# Amortization CalculatoR

How to Build Amortization Tables in R

This post only applies to fixed-rate loans.

Last year, I bought my first house (huzzah!), and as any respectable useR, I decided I had to create my own amortization tables in R. Taking it a step further, I really wanted to know what the effect of extra payments would be.

Now, I was sure there must be a package already developed to do exactly this, but some quick searching online came up with a lot of web app calculators. I gave up and turned to the learning opportunity that would be writing my own script to accomplish this task.

## What the Heck is Amortization, Anyway?

Okay, let’s start out with a big ’ol COA disclaimer right here – I’m no financial advisor, banker, CPA, or even that savvy of an investor. So, I will only provide basic descriptions of financial concepts necessary for us to accomplish the task at hand.

You want to buy a home, but you only have a portion of the total price. So, you go to a bank to get a loan. The bank will give you all the money to buy the home now if you promise to pay that amount – the principal – plus interest in a certain amount of time. You will make monthly payments that are part interest and part principal payments until the full amount of principal is repaid.
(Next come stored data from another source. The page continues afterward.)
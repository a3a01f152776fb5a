//! Client for the FX rate feed.
//!
//! Withdrawal debits convert gateway currency into ledger currency at the
//! live rate. The feed is advisory: when it is down or answers nonsense,
//! the configured fallback rate keeps withdrawals flowing and the miss is
//! logged for operators.

use bigdecimal::BigDecimal;
use reqwest::Client;
use serde::Deserialize;
use std::time::Duration;
use tracing::warn;

use crate::gateway::GatewayError;

#[derive(Clone)]
pub struct RateClient {
    client: Client,
    endpoint: String,
    fallback: BigDecimal,
}

#[derive(Deserialize)]
struct RateResponse {
    rate: BigDecimal,
}

impl RateClient {
    pub fn new(endpoint: String, fallback: BigDecimal) -> Self {
        let client = Client::builder()
            .timeout(Duration::from_secs(10))
            .build()
            .unwrap_or_default();

        RateClient {
            client,
            endpoint,
            fallback,
        }
    }

    /// Current conversion rate from `from` to `to`, or the configured
    /// fallback when the feed cannot produce a usable one.
    pub async fn conversion_rate(&self, from: &str, to: &str) -> BigDecimal {
        match self.fetch_rate(from, to).await {
            Ok(rate) => rate,
            Err(e) => {
                warn!(from, to, error = %e, fallback = %self.fallback, "rate feed unavailable, using fallback");
                self.fallback.clone()
            }
        }
    }

    async fn fetch_rate(&self, from: &str, to: &str) -> Result<BigDecimal, GatewayError> {
        let response = self
            .client
            .get(&self.endpoint)
            .query(&[("from", from), ("to", to)])
            .send()
            .await?;

        if !response.status().is_success() {
            return Err(GatewayError::Rejected(format!(
                "rate feed returned {}",
                response.status()
            )));
        }

        let parsed: RateResponse = response
            .json()
            .await
            .map_err(|e| GatewayError::InvalidResponse(format!("rate body: {}", e)))?;

        if parsed.rate <= BigDecimal::from(0) {
            return Err(GatewayError::InvalidResponse(format!(
                "non-positive rate {}",
                parsed.rate
            )));
        }

        Ok(parsed.rate)
    }
}

#[cfg(test)]
mod tests {
    use super::*;
    use std::str::FromStr;

    fn fallback() -> BigDecimal {
        BigDecimal::from_str("0.012").unwrap()
    }

    #[tokio::test]
    async fn returns_feed_rate_when_available() {
        let mut server = mockito::Server::new_async().await;
        server
            .mock("GET", "/rate")
            .match_query(mockito::Matcher::UrlEncoded("from".into(), "INR".into()))
            .with_status(200)
            .with_header("content-type", "application/json")
            .with_body(r#"{"rate":"0.0118"}"#)
            .create_async()
            .await;

        let client = RateClient::new(format!("{}/rate", server.url()), fallback());
        let rate = client.conversion_rate("INR", "USD").await;
        assert_eq!(rate, BigDecimal::from_str("0.0118").unwrap());
    }

    #[tokio::test]
    async fn falls_back_when_feed_is_down() {
        let mut server = mockito::Server::new_async().await;
        server
            .mock("GET", "/rate")
            .with_status(503)
            .create_async()
            .await;

        let client = RateClient::new(format!("{}/rate", server.url()), fallback());
        let rate = client.conversion_rate("INR", "USD").await;
        assert_eq!(rate, fallback());
    }

    #[tokio::test]
    async fn falls_back_on_garbage_body() {
        let mut server = mockito::Server::new_async().await;
        server
            .mock("GET", "/rate")
            .with_status(200)
            .with_body("<html>maintenance</html>")
            .create_async()
            .await;

        let client = RateClient::new(format!("{}/rate", server.url()), fallback());
        let rate = client.conversion_rate("INR", "USD").await;
        assert_eq!(rate, fallback());
    }

    #[tokio::test]
    async fn falls_back_on_non_positive_rate() {
        let mut server = mockito::Server::new_async().await;
        server
            .mock("GET", "/rate")
            .with_status(200)
            .with_header("content-type", "application/json")
            .with_body(r#"{"rate":"0"}"#)
            .create_async()
            .await;

        let client = RateClient::new(format!("{}/rate", server.url()), fallback());
        let rate = client.conversion_rate("INR", "USD").await;
        assert_eq!(rate, fallback());
    }
}
use axum::{
    http::StatusCode,
    response::{IntoResponse, Response},
    Json,
};
use serde_json::json;
use thiserror::Error;

use crate::crypto::EnvelopeError;
use crate::gateway::{GatewayError, LedgerError};
use crate::store::StoreError;

#[derive(Error, Debug)]
pub enum AppError {
    #[error("Invalid callback data: {0}")]
    MalformedCallback(String),

    #[error("Validation error: {0}")]
    Validation(String),

    #[error("Not found: {0}")]
    NotFound(String),

    #[error("Already processed: {0}")]
    AlreadyProcessed(String),

    #[error("Envelope rejected: {0}")]
    Envelope(#[from] EnvelopeError),

    #[error("Gateway unavailable: {0}")]
    GatewayUnavailable(String),

    #[error("Gateway rejected: {0}")]
    GatewayRejected(String),

    #[error("Ledger adjustment failed: {0}")]
    LedgerAdjustmentFailed(String),

    #[error("Storage error: {0}")]
    Store(#[from] StoreError),

    #[error("Internal server error: {0}")]
    Internal(String),
}

impl AppError {
    fn status_code(&self) -> StatusCode {
        match self {
            AppError::MalformedCallback(_) | AppError::Validation(_) | AppError::Envelope(_) => {
                StatusCode::BAD_REQUEST
            }
            AppError::NotFound(_) | AppError::Store(StoreError::NotFound(_)) => {
                StatusCode::NOT_FOUND
            }
            AppError::AlreadyProcessed(_) | AppError::Store(StoreError::Duplicate(_)) => {
                StatusCode::CONFLICT
            }
            AppError::GatewayUnavailable(_) | AppError::GatewayRejected(_) => {
                StatusCode::BAD_GATEWAY
            }
            AppError::LedgerAdjustmentFailed(_) | AppError::Store(_) | AppError::Internal(_) => {
                StatusCode::INTERNAL_SERVER_ERROR
            }
        }
    }
}

impl From<GatewayError> for AppError {
    fn from(err: GatewayError) -> Self {
        match err {
            GatewayError::Unavailable(_) | GatewayError::InvalidResponse(_) => {
                AppError::GatewayUnavailable(err.to_string())
            }
            GatewayError::Rejected(_) => AppError::GatewayRejected(err.to_string()),
        }
    }
}

impl From<LedgerError> for AppError {
    fn from(err: LedgerError) -> Self {
        AppError::LedgerAdjustmentFailed(err.to_string())
    }
}

impl IntoResponse for AppError {
    fn into_response(self) -> Response {
        let status = self.status_code();
        let body = Json(json!({
            "error": self.to_string(),
            "status": status.as_u16(),
        }));

        (status, body).into_response()
    }
}
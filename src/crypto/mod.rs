//! Envelope sealing for gateway payloads.

pub mod envelope;

pub use envelope::{EnvelopeCipher, EnvelopeError};
pub mod callbacks;
pub mod deposits;
pub mod withdrawals;

use axum::{extract::State, response::IntoResponse, Json};
use serde_json::json;

use crate::AppState;

pub async fn health(State(state): State<AppState>) -> impl IntoResponse {
    let store = if state.store.ping().await {
        "connected"
    } else {
        "disconnected"
    };

    Json(json!({
        "status": "ok",
        "version": env!("CARGO_PKG_VERSION"),
        "store": store,
        "ledger_circuit": state.withdrawals.ledger_circuit_state(),
    }))
}
//! Gateway transaction entity.
//! Append-only record of a deposit notification received from the payment
//! gateway, keyed by the gateway's own transaction id for replay detection.

use bigdecimal::BigDecimal;
use chrono::{DateTime, Utc};
use serde::{Deserialize, Serialize};
use uuid::Uuid;

/// Domain entity representing a recorded gateway notification.
#[derive(Debug, Clone, Serialize, Deserialize)]
pub struct Transaction {
    pub id: Uuid,
    pub gateway_txn_id: String,
    pub status: String,
    pub amount: BigDecimal,
    pub merchant_txn_id: Option<String>,
    pub merchant_user_id: Option<String>,
    pub txn_type: Option<String>,
    pub ref_id: Option<String>,
    pub gateway: Option<i32>,
    pub merchant: Option<i32>,
    pub wallet: Option<i32>,
    pub currency: String,
    pub added_on: Option<DateTime<Utc>>,
    pub created_at: DateTime<Utc>,
}

impl Transaction {
    /// Whether the gateway reported this payment as completed. Only
    /// completed notifications trigger a ledger credit.
    pub fn is_completed(&self) -> bool {
        self.status == "completed"
    }
}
If you follow the payment schedule, you will pay a certain amount in interest. This interest rate is variable depending on the amount of outstanding principal, which means if you make extra payments towards principal, there is less interest to be paid.

So, how do you know how much interest you’re paying and how much principal each month? That’s where the amortization table comes in – the table provides the breakdown of interest to principal for each payment. That means our first task is to translate the table calculation into our R script.

## Doing the Math

### Total Monthly Payments (Principal + Interest)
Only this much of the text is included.